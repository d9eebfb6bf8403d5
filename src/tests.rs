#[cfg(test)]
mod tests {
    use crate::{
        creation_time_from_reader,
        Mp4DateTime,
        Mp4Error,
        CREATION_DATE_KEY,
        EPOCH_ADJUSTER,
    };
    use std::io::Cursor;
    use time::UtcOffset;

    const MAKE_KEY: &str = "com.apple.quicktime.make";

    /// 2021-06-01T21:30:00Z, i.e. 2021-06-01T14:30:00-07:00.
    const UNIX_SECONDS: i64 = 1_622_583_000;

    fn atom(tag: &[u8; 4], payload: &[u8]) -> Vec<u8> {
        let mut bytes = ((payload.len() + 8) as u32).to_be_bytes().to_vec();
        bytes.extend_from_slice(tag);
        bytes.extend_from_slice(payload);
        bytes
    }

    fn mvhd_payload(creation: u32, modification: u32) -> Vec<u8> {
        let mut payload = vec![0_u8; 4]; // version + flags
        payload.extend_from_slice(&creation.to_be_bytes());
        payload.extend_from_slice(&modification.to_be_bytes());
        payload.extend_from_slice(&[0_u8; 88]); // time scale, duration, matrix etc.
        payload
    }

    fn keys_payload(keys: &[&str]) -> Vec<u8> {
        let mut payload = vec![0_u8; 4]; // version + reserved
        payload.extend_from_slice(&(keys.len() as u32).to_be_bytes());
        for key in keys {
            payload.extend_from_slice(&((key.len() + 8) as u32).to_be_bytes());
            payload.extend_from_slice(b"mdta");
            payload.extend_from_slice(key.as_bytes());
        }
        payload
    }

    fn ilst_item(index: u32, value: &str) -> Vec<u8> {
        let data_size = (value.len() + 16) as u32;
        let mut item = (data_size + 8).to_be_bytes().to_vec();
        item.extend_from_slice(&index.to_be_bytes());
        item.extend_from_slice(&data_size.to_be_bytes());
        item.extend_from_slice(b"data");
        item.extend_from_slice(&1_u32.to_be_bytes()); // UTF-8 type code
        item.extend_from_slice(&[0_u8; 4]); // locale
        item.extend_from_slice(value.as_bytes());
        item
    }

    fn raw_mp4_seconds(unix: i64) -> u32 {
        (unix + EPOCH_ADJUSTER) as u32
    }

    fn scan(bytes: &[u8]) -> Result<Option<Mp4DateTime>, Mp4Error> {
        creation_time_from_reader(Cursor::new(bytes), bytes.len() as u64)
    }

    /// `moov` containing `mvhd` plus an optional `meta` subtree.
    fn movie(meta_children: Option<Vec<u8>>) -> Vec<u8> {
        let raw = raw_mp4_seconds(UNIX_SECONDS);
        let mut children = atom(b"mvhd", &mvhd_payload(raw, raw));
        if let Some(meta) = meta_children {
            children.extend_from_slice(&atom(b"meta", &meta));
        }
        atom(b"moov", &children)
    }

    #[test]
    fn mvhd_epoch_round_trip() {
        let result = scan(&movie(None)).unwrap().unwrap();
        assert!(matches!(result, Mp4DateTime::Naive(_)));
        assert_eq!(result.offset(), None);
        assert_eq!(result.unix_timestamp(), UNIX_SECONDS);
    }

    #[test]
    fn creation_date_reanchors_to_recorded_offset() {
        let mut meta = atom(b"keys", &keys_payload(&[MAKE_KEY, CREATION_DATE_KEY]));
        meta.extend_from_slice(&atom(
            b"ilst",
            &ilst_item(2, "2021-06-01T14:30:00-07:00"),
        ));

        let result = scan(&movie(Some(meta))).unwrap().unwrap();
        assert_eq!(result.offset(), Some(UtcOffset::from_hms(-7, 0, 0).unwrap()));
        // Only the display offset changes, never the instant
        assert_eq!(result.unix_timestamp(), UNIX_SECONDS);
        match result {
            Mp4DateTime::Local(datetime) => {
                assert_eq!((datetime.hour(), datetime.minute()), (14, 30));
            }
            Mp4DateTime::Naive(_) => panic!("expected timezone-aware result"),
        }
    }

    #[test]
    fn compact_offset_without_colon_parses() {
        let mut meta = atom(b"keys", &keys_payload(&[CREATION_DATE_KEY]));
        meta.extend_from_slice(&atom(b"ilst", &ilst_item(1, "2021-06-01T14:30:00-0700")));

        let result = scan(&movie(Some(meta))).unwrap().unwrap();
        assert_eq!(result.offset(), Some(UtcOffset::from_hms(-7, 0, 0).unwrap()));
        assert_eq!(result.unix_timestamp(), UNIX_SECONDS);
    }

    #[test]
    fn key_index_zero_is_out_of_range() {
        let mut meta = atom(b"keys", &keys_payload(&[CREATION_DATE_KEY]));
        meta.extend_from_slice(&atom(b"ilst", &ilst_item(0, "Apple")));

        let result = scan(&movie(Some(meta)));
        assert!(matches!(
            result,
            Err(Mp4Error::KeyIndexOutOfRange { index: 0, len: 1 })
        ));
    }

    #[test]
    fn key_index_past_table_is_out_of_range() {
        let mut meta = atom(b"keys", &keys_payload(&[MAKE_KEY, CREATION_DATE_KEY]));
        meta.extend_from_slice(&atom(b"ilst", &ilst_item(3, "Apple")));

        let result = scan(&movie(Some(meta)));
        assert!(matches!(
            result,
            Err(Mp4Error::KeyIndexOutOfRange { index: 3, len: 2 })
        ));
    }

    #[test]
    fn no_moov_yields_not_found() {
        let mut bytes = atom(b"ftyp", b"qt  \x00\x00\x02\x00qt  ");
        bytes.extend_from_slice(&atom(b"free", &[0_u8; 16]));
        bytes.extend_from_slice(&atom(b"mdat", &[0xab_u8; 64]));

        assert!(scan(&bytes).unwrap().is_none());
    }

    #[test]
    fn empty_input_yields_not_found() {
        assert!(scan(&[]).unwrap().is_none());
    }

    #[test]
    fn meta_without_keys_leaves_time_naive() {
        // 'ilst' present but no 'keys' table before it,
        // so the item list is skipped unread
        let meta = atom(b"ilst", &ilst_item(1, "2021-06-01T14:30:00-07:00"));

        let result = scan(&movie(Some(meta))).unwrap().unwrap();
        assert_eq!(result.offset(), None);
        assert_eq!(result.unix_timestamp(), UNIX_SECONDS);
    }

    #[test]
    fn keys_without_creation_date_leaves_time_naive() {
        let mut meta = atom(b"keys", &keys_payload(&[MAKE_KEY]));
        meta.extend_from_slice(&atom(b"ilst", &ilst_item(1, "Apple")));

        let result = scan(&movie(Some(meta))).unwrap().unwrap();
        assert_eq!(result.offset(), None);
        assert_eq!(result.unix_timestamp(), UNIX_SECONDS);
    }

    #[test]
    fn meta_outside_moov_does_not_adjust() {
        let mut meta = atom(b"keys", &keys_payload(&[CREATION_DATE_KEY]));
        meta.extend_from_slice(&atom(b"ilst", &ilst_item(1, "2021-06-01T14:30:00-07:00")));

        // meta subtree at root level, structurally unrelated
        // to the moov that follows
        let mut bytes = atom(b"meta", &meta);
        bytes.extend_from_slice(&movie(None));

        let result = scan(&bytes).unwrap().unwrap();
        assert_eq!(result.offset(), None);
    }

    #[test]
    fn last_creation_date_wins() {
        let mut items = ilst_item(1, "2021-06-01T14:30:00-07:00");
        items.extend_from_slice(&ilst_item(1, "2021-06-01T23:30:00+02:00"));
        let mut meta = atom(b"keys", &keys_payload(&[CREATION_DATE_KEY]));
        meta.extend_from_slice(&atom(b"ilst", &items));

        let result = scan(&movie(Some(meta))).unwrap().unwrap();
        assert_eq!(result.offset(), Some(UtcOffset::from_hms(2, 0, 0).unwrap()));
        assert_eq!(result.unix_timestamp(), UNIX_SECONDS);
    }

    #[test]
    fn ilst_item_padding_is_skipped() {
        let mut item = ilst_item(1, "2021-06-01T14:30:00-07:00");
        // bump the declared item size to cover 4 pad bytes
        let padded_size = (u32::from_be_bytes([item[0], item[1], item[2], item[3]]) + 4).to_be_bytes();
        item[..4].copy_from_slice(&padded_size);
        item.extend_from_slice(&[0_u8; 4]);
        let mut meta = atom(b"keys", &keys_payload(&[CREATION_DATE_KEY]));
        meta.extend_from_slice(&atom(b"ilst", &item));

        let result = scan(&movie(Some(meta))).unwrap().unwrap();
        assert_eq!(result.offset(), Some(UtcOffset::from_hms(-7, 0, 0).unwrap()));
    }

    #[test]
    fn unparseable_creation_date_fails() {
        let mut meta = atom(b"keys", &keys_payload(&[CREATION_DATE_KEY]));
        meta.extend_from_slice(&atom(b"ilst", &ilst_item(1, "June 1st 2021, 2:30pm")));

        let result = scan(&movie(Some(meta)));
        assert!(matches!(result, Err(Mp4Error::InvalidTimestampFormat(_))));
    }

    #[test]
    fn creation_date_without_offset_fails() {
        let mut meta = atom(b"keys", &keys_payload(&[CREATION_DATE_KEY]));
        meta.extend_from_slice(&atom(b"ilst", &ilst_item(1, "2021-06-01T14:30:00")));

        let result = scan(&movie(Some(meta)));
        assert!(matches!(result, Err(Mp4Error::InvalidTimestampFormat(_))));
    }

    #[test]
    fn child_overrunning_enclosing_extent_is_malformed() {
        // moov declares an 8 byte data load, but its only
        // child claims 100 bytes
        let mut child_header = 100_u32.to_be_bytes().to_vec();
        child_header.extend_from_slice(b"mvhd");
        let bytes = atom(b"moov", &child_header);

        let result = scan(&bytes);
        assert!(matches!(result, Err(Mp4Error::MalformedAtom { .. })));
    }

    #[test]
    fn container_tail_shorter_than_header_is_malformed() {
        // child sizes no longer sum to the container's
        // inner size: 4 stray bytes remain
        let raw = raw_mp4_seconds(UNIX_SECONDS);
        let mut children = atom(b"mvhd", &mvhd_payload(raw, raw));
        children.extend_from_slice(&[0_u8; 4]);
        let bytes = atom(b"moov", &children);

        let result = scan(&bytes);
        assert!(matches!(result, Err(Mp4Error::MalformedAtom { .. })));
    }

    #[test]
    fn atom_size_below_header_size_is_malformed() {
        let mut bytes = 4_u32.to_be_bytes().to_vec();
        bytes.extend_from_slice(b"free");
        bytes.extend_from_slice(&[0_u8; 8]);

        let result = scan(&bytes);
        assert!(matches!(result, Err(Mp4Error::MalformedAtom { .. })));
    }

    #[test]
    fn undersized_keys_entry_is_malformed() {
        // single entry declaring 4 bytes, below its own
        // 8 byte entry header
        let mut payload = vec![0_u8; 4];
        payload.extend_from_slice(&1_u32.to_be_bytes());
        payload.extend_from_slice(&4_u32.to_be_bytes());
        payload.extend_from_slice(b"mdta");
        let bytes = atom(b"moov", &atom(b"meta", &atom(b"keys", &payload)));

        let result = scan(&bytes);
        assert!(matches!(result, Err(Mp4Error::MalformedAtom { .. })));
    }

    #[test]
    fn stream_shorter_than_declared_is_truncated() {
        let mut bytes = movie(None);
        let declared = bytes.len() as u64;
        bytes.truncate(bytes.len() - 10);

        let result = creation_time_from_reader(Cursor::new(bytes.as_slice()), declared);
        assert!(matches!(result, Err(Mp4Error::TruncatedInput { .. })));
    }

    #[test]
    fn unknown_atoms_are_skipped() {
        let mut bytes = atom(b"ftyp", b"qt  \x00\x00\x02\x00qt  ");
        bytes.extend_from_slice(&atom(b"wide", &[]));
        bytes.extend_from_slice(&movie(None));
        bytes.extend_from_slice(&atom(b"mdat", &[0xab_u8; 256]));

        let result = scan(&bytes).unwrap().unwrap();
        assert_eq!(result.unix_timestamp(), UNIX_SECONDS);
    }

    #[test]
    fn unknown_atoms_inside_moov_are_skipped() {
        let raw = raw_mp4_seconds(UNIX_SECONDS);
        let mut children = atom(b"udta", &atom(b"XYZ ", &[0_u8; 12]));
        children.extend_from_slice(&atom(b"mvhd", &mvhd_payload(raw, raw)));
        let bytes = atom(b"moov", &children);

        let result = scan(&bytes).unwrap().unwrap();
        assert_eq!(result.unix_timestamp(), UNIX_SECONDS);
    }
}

● WORK REQUEST
Nothing but an exact copy of the lines from the first one above through the line holding "2021-06-01T21:30:00Z, i.e. 2021-06-01T14:30:00-07:00." should be returned.

● REPLY
repository d9eebfb6bf8403d5
filename src/tests.rs
#[cfg(test)]
mod tests {
    use crate::{
        creation_time_from_reader,
        Mp4DateTime,
        Mp4Error,
        CREATION_DATE_KEY,
        EPOCH_ADJUSTER,
    };
    use std::io::Cursor;
    use time::UtcOffset;

    const MAKE_KEY: &str = "com.apple.quicktime.make";

    /// 2021-06-01T21:30:00Z, i.e. 2021-06-01T14:30:00-07:00.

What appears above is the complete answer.